American data website

Data USA is a free platform that allows users to collect, analyze, and visualize shared U.S. government data. Launched on April 4, 2016, Data USA is the product of an ongoing partnership between Deloitte, Massachusetts Institute of Technology (MIT) Collective Learning Group, and Datawheel.

The platform won a 2017 Webby Award for Government & Civil Innovation, along with a 2016 Kantar Information is Beautiful Award.

On May 1, 2019, version 3.0 of the platform was released, which included a new "Viz Builder" tool, which allows users to build custom data visualizations using data from all of the data sources included on the site. This allows for cross-dimensional queries of the data, which were previously unavailable given the vertical-nature of the profile pages.

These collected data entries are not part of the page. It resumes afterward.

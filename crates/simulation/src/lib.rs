//! Orbital simulation and interaction-state engine.
//!
//! One frame runs, in order: clock advance, orbital integration, pointer
//! picking against the updated transforms, selection events, then the
//! follow-camera update. See [`SimulationState::frame`].

pub mod body;
pub mod catalog;
pub mod error;
pub mod events;
pub mod focus;
pub mod integrator;
pub mod pick;
pub mod scene;
pub mod state;

pub use body::*;
pub use catalog::*;
pub use error::*;
pub use events::*;
pub use focus::*;
pub use integrator::{orbital_position, wrap_angle, OrbitalIntegrator};
pub use pick::*;
pub use scene::*;
pub use state::*;
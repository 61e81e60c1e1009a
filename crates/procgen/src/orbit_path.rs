//! Closed polylines tracing circular orbits in the XZ plane.

use glam::Vec3;

/// Segments per orbit line.
pub const ORBIT_SAMPLES: usize = 64;

/// Generate `samples + 1` points on a circle of `radius` around the origin.
///
/// Point `i` sits at angle `i / samples * 2π`, so the first and last points
/// coincide and the line strip closes.
pub fn orbit_path(radius: f32, samples: usize) -> Vec<Vec3> {
    let samples = samples.max(1);
    (0..=samples)
        .map(|i| {
            let angle = if i == samples {
                0.0
            } else {
                (i as f32 / samples as f32) * std::f32::consts::TAU
            };
            Vec3::new(angle.cos() * radius, 0.0, angle.sin() * radius)
        })
        .collect()
}

/// Byte view of a point list for vertex buffer upload.
pub fn vertex_bytes(points: &[Vec3]) -> &[u8] {
    bytemuck::cast_slice(points)
}
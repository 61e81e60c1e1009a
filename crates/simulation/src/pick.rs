//! Pointer picking against body spheres and planetary rings.

use engine_core::{Camera, Ray};
use glam::{Vec2, Vec3};

use crate::catalog::BodyId;

/// Hit-test geometry of a pickable mesh.
#[derive(Debug, Clone, Copy, PartialEq)]
pub enum PickShape {
    Sphere { center: Vec3, radius: f32 },
    /// Flat double-sided annulus.
    Ring { center: Vec3, normal: Vec3, inner_radius: f32, outer_radius: f32 },
}

impl PickShape {
    pub fn intersect(&self, ray: &Ray) -> Option<f32> {
        match *self {
            PickShape::Sphere { center, radius } => ray.intersect_sphere(center, radius),
            PickShape::Ring { center, normal, inner_radius, outer_radius } => {
                ray.intersect_annulus(center, normal, inner_radius, outer_radius)
            }
        }
    }
}

/// A render-side mesh the pointer can hit, tagged with the body it mirrors.
///
/// `H` is the scene's own handle type; matching is done on `body`, never on
/// handle identity. A ring carries its planet's id, so hitting it picks the planet.
#[derive(Debug, Clone, PartialEq)]
pub struct Pickable<H> {
    pub handle: H,
    pub body: BodyId,
    pub shape: PickShape,
}

impl<H> Pickable<H> {
    pub fn sphere(handle: H, body: BodyId, center: Vec3, radius: f32) -> Self {
        Self { handle, body, shape: PickShape::Sphere { center, radius } }
    }
}

/// Nearest intersection along the pointer ray.
#[derive(Debug, Clone, PartialEq)]
pub struct PickHit<H> {
    pub handle: H,
    pub body: BodyId,
    pub distance: f32,
    pub point: Vec3,
}

/// Which body, if any, is under the pointer this frame.
#[derive(Debug, Clone, Default, PartialEq, Eq)]
pub struct Hover {
    hovered: Option<BodyId>,
}

impl Hover {
    pub fn hovered(&self) -> Option<&BodyId> {
        self.hovered.as_ref()
    }

    pub fn is_hovered(&self, id: &BodyId) -> bool {
        self.hovered.as_ref() == Some(id)
    }
}

/// Convert window pixel coordinates to NDC (`[-1, 1]`, Y flipped to point up).
pub fn screen_to_ndc(x: f32, y: f32, width: f32, height: f32) -> Vec2 {
    Vec2::new(
        (x / width.max(1.0)) * 2.0 - 1.0,
        -(y / height.max(1.0)) * 2.0 + 1.0,
    )
}

#[derive(Debug, Default)]
pub struct PickController {
    hover: Hover,
}

impl PickController {
    pub fn new() -> Self {
        Self::default()
    }

    /// Cast the pointer ray and return the closest hit. Equal distances keep
    /// the earlier pickable.
    pub fn pick<H: Copy>(&self, camera: &Camera, ndc: Vec2, pickables: &[Pickable<H>]) -> Option<PickHit<H>> {
        let ray = camera.ray_from_ndc(ndc);
        pickables
            .iter()
            .filter_map(|p| {
                p.shape.intersect(&ray).map(|distance| PickHit {
                    handle: p.handle,
                    body: p.body.clone(),
                    distance,
                    point: ray.point_at(distance),
                })
            })
            .min_by(|a, b| a.distance.partial_cmp(&b.distance).unwrap_or(std::cmp::Ordering::Equal))
    }

    /// Refresh the hover state. With no pointer nothing is hovered.
    pub fn update<H: Copy>(&mut self, camera: &Camera, ndc: Option<Vec2>, pickables: &[Pickable<H>]) -> &Hover {
        let hit = ndc.and_then(|ndc| self.pick(camera, ndc, pickables));
        let hovered = hit.as_ref().map(|hit| hit.body.clone());
        if hovered != self.hover.hovered {
            match &hit {
                Some(hit) => log::debug!("Hover -> {} at {:.2} ({:.2} away)", hit.body, hit.point, hit.distance),
                None => log::debug!("Hover cleared"),
            }
            self.hover.hovered = hovered;
        }
        &self.hover
    }

    pub fn hover(&self) -> &Hover {
        &self.hover
    }
}

#[cfg(test)]
mod tests {
    use super::*;

    fn camera_on_z(z: f32) -> Camera {
        Camera {
            position: Vec3::new(0.0, 0.0, z),
            target: Vec3::ZERO,
            ..Default::default()
        }
    }

    fn sphere(handle: u32, id: &str, center: Vec3, radius: f32) -> Pickable<u32> {
        Pickable::sphere(handle, BodyId::from(id), center, radius)
    }

    fn ring(handle: u32, id: &str, center: Vec3) -> Pickable<u32> {
        Pickable {
            handle,
            body: BodyId::from(id),
            shape: PickShape::Ring { center, normal: Vec3::Y, inner_radius: 0.6, outer_radius: 1.2 },
        }
    }

    #[test]
    fn ndc_flips_y() {
        assert_eq!(screen_to_ndc(0.0, 0.0, 800.0, 600.0), Vec2::new(-1.0, 1.0));
        assert_eq!(screen_to_ndc(800.0, 600.0, 800.0, 600.0), Vec2::new(1.0, -1.0));
        assert_eq!(screen_to_ndc(400.0, 300.0, 800.0, 600.0), Vec2::ZERO);
    }

    #[test]
    fn nearest_hit_wins() {
        let camera = camera_on_z(40.0);
        let pickables = [
            sphere(1, "Far", Vec3::new(0.0, 0.0, -5.0), 1.0),
            sphere(2, "Near", Vec3::new(0.0, 0.0, 5.0), 1.0),
        ];
        let hit = PickController::new().pick(&camera, Vec2::ZERO, &pickables).unwrap();
        assert_eq!(hit.body.as_str(), "Near");
        assert_eq!(hit.handle, 2);
        assert!((hit.point - Vec3::new(0.0, 0.0, 6.0)).length() < 1e-3);
    }

    #[test]
    fn ring_outside_sphere_picks_its_planet() {
        let saturn = Vec3::new(20.0, 0.0, 0.0);
        let camera = Camera {
            position: saturn + Vec3::new(0.9, 10.0, 0.0),
            target: saturn + Vec3::new(0.9, 0.0, 0.1),
            ..Default::default()
        };
        let pickables = [sphere(1, "Saturn", saturn, 0.5), ring(2, "Saturn", saturn)];
        let hit = PickController::new().pick(&camera, Vec2::ZERO, &pickables).unwrap();
        assert_eq!(hit.body.as_str(), "Saturn");
        assert_eq!(hit.handle, 2);
    }

    #[test]
    fn tie_keeps_first_pickable() {
        let camera = camera_on_z(40.0);
        let pickables = [sphere(1, "A", Vec3::ZERO, 1.0), sphere(2, "B", Vec3::ZERO, 1.0)];
        let hit = PickController::new().pick(&camera, Vec2::ZERO, &pickables).unwrap();
        assert_eq!(hit.body.as_str(), "A");
    }

    #[test]
    fn empty_ray_hovers_nothing() {
        let camera = camera_on_z(40.0);
        let pickables = [sphere(1, "Mars", Vec3::new(10.0, 0.0, 0.0), 0.5)];
        let mut picker = PickController::new();
        let hover = picker.update(&camera, Some(Vec2::ZERO), &pickables);
        assert_eq!(hover.hovered(), None);
        assert!(!hover.is_hovered(&BodyId::from("Mars")));
    }

    #[test]
    fn hover_follows_pointer_and_clears() {
        let camera = camera_on_z(40.0);
        let pickables = [sphere(7, "Sun", Vec3::ZERO, 3.0)];
        let mut picker = PickController::new();
        assert!(picker.update(&camera, Some(Vec2::ZERO), &pickables).is_hovered(&BodyId::from("Sun")));
        assert_eq!(picker.update(&camera, Some(Vec2::new(0.95, 0.95)), &pickables).hovered(), None);
        picker.update(&camera, Some(Vec2::ZERO), &pickables);
        assert_eq!(picker.update(&camera, None, &pickables).hovered(), None);
    }
}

Data USA belongs to a larger family of data visualization and distribution platforms, created under the vision of César Hidalgo, which take open data sources that are traditionally siloed and collates them into a single data portal with narrative profiles and data exploration tools. These sites include The Observatory of Economic Complexity (OEC), DataChile, Data Africa, and Data KOREA.

==Architecture==
=== Back-end ===
Data USA consolidates data from 21 open data sources, cleaned and standardized into a PostgreSQL database, and accessible via a public API. The ETL steps are written in Python, and the API is constructed using Mondrian-REST.

=== Front-end ===
The front-end of Data USA is written in HTML, CSS, and JavaScript, using a React framework called Canon. The codebase, much like the underlying data itself, is made open-source on GitHub under a GNU Affero General Public License v3.0. The visualizations found on Data USA are created using D3plus, a library built on top of D3.js that enables quick visualization development by providing default styles and helper functions and classes.